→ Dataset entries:
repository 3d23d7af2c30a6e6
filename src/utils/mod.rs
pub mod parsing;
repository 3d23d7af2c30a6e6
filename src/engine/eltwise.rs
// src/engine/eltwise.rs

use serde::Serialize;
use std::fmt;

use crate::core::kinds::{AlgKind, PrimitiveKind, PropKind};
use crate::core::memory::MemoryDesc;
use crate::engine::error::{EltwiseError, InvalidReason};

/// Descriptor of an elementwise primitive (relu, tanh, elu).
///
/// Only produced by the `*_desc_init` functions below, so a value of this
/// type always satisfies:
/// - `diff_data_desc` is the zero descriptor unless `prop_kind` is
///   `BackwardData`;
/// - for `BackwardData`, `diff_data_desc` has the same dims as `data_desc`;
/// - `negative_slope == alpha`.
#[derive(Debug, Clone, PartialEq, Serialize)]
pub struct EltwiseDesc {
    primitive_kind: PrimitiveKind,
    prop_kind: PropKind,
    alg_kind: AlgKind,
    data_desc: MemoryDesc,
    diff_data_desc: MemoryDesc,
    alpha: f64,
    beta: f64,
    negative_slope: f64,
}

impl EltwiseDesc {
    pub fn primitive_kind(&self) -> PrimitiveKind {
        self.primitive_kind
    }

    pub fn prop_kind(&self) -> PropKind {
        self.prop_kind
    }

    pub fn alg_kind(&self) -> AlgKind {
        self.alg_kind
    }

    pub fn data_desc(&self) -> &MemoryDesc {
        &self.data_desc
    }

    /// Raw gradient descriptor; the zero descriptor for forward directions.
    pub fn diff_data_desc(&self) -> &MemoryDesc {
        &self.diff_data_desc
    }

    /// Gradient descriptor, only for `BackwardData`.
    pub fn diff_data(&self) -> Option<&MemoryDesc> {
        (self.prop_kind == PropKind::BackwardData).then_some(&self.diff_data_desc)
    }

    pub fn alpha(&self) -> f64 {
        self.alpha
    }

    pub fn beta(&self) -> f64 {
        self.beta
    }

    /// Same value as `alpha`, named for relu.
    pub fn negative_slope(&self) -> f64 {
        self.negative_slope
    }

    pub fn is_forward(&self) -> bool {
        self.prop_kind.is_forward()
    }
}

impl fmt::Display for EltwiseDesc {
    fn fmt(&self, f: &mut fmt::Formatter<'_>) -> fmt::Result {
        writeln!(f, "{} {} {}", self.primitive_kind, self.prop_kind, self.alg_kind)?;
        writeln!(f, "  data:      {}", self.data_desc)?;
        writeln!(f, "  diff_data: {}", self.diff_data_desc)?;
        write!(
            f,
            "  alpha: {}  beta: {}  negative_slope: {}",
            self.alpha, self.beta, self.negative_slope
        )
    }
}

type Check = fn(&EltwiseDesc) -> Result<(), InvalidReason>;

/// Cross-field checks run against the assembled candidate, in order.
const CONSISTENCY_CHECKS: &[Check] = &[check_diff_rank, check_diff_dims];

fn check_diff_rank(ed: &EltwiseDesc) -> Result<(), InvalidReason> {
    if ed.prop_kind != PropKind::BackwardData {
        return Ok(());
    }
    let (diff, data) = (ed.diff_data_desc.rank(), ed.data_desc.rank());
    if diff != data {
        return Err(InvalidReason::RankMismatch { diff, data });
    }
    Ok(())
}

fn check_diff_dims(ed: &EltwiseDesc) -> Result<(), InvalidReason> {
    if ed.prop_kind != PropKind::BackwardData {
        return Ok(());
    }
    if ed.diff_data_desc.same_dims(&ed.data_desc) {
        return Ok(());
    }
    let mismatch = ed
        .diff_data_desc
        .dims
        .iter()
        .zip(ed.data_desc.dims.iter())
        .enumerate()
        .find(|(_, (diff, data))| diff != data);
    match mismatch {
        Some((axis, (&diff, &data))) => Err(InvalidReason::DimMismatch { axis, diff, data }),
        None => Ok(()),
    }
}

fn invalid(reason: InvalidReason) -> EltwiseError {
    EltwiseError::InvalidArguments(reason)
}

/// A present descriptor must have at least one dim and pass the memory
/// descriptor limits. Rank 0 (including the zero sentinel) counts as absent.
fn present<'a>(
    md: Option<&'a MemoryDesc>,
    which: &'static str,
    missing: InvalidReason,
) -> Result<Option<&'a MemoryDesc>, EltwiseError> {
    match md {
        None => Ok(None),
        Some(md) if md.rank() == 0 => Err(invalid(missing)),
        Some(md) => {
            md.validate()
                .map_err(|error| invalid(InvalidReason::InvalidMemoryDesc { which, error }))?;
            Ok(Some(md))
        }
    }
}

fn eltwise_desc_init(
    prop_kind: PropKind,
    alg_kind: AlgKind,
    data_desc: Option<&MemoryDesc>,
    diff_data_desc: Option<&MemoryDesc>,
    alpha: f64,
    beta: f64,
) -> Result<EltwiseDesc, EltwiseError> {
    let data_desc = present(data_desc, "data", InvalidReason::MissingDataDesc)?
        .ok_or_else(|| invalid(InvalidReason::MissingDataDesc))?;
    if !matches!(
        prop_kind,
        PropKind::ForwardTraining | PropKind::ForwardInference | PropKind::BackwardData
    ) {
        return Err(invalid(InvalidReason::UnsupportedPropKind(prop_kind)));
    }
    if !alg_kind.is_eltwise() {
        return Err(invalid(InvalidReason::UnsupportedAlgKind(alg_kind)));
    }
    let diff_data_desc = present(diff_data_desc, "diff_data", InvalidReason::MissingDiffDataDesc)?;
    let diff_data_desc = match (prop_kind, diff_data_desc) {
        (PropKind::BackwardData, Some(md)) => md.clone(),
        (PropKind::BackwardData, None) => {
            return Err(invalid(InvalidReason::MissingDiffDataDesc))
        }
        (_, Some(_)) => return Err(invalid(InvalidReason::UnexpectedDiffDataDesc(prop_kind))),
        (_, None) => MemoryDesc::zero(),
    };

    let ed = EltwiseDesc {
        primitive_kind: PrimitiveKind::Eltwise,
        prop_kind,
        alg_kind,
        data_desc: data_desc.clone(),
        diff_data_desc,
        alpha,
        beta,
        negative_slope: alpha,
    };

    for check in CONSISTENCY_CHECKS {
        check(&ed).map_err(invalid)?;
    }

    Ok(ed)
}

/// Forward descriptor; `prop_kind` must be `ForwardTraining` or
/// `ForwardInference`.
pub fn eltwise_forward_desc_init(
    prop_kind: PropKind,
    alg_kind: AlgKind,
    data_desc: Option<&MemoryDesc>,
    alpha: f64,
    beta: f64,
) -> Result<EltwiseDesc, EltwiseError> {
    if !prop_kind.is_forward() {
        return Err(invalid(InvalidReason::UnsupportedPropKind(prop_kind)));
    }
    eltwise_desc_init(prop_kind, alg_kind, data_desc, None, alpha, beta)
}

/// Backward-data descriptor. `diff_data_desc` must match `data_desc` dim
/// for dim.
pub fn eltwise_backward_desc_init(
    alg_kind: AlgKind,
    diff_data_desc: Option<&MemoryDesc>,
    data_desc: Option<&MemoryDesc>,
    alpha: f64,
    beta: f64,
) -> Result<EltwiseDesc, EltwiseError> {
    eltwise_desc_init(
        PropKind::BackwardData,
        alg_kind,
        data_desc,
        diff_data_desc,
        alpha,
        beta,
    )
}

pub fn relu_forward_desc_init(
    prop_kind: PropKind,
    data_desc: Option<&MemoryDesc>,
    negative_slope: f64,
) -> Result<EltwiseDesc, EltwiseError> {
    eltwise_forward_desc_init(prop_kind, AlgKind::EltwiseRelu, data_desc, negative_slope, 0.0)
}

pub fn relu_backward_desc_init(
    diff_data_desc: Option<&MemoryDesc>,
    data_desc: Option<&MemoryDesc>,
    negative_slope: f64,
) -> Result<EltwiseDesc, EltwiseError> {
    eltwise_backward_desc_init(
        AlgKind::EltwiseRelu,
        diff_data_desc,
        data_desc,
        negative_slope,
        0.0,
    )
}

→ Aim of the task: Read the data above and pull out each line that holds the string "must".

→ Task answer:
/// A present descriptor must have at least one dim and pass the memory
/// Forward descriptor; `prop_kind` must be `ForwardTraining` or
/// Backward-data descriptor. `diff_data_desc` must match `data_desc` dim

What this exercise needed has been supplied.